### Exercise description
Search the listing below for the string "ContextStore" and copy every line where it occurs.
......
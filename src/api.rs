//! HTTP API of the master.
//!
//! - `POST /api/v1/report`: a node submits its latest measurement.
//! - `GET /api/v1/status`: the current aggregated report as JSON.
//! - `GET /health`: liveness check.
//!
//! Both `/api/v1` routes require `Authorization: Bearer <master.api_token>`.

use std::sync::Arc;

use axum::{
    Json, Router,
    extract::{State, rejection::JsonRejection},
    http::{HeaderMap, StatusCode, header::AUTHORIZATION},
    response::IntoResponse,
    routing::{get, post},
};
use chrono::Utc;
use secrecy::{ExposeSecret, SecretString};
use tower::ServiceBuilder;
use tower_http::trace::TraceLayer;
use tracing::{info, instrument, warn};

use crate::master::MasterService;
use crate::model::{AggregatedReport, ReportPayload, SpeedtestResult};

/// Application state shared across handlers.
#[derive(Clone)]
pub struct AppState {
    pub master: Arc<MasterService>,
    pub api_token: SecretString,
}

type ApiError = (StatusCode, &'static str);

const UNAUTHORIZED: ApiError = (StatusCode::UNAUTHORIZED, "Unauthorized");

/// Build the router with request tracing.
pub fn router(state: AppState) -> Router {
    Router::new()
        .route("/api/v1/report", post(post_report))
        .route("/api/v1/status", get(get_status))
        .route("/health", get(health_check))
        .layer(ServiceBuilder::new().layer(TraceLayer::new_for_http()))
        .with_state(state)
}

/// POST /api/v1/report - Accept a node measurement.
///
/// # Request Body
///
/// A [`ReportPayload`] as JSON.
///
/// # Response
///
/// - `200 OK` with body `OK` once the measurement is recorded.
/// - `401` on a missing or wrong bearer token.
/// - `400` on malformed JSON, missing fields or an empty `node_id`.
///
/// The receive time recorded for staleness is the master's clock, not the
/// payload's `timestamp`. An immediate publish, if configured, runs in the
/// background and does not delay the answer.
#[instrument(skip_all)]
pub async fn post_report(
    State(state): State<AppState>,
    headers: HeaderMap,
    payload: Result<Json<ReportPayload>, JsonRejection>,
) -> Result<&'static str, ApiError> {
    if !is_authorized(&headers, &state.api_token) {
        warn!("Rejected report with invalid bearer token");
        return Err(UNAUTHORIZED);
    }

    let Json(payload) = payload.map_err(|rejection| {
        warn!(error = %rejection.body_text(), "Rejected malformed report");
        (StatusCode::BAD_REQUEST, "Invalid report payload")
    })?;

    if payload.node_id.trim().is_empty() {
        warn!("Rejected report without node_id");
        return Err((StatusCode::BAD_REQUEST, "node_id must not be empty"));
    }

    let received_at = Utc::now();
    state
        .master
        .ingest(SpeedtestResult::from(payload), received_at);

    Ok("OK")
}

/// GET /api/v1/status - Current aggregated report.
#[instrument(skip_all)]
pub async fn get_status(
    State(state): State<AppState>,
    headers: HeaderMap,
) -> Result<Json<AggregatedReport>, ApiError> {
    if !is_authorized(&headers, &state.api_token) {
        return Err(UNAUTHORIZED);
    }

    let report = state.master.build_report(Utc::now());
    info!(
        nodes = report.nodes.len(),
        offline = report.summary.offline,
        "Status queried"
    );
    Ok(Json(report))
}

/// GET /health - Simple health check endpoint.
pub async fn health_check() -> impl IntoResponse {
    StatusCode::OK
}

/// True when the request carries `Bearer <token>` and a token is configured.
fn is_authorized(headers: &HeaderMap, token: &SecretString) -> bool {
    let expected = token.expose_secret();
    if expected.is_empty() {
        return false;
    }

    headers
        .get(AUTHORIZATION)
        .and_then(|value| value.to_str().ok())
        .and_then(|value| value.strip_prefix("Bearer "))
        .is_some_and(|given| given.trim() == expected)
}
......
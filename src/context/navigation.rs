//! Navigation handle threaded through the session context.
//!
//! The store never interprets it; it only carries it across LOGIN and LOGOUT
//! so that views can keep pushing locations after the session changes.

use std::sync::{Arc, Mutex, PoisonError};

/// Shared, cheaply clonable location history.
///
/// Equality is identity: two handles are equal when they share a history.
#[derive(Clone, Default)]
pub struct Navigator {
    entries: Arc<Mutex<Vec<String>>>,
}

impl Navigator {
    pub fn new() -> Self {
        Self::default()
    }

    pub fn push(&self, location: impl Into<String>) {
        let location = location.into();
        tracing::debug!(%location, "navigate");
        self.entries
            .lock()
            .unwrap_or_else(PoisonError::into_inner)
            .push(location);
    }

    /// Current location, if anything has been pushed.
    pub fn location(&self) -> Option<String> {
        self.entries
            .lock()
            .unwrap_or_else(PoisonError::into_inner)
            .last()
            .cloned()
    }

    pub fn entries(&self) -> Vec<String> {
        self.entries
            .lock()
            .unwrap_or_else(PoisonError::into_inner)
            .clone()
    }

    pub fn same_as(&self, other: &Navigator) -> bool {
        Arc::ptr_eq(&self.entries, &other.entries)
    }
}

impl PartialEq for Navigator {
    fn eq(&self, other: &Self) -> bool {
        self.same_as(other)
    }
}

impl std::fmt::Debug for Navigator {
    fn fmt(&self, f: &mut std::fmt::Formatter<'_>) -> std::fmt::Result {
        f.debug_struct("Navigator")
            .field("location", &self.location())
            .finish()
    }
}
......
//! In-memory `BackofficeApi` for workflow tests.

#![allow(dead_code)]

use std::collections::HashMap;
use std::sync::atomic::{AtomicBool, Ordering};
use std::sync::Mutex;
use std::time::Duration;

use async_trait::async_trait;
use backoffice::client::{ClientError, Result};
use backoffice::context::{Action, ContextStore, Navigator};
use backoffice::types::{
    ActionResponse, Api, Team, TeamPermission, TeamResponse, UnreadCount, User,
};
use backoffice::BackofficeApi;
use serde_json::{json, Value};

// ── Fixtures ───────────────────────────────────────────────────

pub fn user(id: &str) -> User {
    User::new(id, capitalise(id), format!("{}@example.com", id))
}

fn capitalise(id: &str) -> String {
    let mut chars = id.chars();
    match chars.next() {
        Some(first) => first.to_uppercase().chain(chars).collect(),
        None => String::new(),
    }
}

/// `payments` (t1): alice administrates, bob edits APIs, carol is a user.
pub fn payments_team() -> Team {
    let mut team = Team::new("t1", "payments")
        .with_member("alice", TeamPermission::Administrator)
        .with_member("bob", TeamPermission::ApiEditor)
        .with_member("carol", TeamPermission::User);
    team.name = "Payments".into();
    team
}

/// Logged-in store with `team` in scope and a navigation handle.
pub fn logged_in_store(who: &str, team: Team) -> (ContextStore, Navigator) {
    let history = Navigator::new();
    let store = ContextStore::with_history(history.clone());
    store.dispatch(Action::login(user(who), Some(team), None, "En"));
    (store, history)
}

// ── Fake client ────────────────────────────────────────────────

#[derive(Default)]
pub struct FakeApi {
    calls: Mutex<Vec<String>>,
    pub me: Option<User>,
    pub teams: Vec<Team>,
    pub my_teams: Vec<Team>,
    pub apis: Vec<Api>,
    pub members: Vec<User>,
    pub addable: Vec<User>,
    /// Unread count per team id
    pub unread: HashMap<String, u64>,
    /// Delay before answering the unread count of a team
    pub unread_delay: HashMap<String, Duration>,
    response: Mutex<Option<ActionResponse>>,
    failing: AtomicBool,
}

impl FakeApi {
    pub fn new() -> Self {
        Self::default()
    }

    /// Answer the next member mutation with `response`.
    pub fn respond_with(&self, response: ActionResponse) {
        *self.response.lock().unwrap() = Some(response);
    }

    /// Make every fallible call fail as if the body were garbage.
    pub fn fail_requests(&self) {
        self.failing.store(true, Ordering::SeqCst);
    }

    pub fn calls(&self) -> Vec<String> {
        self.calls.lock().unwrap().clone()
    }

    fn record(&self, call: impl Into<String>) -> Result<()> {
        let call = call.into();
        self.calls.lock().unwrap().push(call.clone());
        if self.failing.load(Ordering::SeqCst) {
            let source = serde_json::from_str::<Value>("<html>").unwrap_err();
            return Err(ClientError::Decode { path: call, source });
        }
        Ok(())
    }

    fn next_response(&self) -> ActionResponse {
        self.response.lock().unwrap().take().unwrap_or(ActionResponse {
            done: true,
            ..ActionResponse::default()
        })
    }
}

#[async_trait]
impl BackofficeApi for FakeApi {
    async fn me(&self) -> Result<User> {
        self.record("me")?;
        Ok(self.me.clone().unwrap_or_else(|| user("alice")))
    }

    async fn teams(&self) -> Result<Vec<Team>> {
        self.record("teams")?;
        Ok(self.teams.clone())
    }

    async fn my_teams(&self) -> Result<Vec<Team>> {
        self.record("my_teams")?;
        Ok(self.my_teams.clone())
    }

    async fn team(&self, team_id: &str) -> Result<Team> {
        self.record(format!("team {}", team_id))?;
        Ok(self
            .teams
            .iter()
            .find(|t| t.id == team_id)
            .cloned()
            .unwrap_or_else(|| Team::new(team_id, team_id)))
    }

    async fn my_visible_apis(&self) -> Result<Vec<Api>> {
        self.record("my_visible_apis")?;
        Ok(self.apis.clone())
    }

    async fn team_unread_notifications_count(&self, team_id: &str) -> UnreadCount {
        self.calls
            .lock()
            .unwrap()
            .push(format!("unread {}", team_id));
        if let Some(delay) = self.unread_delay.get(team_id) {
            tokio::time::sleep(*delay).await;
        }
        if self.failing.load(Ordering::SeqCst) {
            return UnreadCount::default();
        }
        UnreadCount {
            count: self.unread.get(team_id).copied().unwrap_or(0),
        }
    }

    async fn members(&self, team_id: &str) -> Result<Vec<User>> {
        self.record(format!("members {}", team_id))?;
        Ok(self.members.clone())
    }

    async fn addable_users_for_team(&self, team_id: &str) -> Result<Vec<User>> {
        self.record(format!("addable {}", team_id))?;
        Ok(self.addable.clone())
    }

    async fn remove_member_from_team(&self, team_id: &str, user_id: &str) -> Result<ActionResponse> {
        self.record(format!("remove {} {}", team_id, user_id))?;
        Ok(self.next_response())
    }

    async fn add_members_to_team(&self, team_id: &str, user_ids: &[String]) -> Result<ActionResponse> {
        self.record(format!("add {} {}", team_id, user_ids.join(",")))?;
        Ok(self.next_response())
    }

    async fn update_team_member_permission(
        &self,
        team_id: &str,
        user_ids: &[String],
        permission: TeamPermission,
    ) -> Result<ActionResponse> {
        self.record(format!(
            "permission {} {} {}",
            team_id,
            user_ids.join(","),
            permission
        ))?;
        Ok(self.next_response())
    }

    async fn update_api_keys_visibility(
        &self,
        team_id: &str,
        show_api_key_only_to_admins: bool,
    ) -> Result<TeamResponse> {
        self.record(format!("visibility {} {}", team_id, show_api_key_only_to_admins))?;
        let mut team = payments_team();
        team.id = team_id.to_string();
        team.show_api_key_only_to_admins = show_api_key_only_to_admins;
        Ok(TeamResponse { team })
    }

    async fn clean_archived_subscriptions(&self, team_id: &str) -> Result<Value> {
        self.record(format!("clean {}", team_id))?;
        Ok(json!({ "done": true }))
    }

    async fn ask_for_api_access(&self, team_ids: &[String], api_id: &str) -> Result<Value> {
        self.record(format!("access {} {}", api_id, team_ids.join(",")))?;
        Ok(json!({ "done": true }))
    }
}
......
### Answer area
use backoffice::context::{Action, ContextStore, Navigator};
pub fn logged_in_store(who: &str, team: Team) -> (ContextStore, Navigator) {
    let store = ContextStore::with_history(history.clone());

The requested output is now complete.